── Dataset content

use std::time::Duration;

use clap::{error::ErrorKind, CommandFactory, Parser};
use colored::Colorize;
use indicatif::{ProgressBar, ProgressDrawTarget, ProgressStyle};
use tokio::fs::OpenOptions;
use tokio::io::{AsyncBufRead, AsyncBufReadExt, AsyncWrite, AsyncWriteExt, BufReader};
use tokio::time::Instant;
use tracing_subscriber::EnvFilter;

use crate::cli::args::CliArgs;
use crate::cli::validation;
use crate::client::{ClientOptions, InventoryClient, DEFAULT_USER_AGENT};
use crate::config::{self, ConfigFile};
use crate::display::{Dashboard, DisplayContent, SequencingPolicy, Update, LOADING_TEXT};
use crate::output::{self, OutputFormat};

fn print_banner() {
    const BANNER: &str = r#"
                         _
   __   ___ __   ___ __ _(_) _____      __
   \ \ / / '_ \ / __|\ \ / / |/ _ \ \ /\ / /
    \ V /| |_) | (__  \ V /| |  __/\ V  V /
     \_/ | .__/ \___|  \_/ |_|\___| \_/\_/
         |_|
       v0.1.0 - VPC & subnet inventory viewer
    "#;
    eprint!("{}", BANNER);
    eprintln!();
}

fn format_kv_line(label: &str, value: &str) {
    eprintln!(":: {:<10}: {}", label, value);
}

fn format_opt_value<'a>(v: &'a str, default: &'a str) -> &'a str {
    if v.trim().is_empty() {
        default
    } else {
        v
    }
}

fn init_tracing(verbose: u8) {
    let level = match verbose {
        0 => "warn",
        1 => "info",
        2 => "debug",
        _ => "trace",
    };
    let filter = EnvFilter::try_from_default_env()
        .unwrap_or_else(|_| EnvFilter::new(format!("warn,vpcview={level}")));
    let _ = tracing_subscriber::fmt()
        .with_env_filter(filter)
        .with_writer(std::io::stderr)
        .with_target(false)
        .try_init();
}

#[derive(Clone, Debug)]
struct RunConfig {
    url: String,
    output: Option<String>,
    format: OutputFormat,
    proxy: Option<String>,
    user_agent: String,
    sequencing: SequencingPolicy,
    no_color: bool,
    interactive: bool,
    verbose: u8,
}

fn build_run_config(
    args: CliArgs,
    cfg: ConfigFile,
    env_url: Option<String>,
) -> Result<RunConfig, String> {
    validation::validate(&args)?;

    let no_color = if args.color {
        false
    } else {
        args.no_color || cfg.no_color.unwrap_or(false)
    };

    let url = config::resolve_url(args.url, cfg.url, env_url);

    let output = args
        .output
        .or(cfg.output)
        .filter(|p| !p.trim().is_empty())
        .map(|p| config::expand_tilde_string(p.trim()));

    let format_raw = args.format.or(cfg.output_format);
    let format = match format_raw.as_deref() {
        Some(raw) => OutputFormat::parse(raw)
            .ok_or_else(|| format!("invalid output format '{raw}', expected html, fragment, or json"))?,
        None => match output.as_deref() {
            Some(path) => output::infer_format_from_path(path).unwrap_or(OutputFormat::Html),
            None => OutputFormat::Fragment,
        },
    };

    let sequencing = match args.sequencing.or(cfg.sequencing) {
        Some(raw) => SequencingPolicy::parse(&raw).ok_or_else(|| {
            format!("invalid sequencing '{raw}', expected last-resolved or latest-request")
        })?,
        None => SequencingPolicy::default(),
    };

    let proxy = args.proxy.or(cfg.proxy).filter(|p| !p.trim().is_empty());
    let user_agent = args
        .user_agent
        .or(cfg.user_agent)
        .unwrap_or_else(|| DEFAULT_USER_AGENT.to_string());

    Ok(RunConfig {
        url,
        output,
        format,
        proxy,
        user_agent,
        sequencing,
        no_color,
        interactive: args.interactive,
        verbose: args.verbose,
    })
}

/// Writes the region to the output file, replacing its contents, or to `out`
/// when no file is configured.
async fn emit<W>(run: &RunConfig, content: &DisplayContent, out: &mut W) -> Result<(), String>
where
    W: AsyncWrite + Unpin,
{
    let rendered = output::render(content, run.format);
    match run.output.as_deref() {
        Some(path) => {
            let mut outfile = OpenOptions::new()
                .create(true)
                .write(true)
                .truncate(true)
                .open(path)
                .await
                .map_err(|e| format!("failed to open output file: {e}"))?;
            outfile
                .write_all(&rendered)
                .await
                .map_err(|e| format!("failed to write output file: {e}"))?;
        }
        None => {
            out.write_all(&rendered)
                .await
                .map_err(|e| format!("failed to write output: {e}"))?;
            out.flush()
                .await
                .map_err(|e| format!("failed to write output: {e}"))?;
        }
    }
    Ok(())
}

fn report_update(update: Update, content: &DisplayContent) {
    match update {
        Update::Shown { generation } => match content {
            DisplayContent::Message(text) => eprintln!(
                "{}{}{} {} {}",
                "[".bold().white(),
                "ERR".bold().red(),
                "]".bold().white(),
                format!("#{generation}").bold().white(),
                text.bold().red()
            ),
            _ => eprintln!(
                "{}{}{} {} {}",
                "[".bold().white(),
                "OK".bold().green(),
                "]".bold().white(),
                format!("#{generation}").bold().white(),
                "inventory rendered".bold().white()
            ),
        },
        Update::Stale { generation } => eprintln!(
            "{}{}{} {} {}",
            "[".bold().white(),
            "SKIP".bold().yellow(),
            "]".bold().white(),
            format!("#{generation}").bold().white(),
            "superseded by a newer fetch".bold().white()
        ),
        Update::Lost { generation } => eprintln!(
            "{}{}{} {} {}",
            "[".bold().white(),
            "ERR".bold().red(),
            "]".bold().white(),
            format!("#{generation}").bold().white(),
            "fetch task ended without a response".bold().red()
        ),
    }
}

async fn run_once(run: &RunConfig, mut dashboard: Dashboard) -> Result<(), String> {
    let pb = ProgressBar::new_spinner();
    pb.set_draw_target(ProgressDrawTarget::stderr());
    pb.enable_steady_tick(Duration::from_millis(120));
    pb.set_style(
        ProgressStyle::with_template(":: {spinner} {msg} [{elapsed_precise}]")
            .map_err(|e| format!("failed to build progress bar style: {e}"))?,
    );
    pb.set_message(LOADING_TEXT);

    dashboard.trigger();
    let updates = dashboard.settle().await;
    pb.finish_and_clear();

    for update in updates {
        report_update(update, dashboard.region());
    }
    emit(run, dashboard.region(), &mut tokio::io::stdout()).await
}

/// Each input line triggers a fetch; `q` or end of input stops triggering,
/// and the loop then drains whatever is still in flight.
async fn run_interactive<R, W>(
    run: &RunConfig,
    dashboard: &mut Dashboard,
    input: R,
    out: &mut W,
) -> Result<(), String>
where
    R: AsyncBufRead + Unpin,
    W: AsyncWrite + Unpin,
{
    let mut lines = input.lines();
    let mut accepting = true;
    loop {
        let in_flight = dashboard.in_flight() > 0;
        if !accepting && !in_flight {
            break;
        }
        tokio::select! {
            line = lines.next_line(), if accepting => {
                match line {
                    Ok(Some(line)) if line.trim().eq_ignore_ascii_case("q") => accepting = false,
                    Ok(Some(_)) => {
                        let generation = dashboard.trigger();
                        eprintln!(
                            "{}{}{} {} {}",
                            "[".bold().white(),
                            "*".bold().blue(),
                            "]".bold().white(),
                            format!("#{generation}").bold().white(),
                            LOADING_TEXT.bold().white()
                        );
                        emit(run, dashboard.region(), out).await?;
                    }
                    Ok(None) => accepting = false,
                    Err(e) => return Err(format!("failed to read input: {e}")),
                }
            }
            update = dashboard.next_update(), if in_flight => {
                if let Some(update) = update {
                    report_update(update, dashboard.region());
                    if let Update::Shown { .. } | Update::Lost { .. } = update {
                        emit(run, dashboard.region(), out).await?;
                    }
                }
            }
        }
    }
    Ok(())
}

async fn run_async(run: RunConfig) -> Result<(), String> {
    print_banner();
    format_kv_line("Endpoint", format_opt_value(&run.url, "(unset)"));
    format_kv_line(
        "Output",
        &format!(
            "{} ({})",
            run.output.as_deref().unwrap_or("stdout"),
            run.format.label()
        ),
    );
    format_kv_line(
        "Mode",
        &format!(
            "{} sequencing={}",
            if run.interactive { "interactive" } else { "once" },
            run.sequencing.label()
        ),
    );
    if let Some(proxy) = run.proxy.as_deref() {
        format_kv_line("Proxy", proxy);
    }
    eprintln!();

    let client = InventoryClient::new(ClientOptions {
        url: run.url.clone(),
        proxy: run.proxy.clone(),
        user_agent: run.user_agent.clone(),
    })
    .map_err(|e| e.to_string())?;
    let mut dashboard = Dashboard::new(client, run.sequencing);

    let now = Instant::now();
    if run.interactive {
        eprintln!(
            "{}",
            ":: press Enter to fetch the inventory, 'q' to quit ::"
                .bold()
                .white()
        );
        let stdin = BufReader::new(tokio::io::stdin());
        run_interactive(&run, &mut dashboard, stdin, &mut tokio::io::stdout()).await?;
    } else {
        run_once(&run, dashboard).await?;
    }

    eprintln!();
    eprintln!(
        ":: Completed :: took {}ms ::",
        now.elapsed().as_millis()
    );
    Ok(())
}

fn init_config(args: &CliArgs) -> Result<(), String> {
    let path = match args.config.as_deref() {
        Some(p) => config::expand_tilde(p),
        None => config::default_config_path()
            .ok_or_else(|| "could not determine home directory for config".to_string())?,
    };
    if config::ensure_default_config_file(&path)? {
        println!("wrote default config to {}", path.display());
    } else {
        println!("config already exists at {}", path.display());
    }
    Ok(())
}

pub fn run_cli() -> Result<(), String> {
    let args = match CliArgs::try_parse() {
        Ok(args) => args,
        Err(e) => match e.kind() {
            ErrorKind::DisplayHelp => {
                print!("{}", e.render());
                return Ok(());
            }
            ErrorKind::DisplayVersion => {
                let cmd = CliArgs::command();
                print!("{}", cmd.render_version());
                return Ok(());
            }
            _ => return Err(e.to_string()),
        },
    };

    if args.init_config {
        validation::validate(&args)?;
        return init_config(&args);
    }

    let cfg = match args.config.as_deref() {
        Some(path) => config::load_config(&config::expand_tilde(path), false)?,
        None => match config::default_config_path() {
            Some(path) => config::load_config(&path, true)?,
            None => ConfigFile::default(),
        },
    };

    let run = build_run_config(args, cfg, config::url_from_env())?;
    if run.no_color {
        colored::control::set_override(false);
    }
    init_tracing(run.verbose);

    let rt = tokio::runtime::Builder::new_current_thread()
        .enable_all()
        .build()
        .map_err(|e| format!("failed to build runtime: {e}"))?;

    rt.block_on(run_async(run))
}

────

> [Work required]: Among the records above, repeat exactly the line with "update = dashboard.next_update(), if", the line with "print_banner();", and every line in between, and only those.

> [Task response]:
            update = dashboard.next_update(), if in_flight => {
                if let Some(update) = update {
                    report_update(update, dashboard.region());
                    if let Update::Shown { .. } | Update::Lost { .. } = update {
                        emit(run, dashboard.region(), out).await?;
                    }
                }
            }
        }
    }
    Ok(())
}

async fn run_async(run: RunConfig) -> Result<(), String> {
    print_banner();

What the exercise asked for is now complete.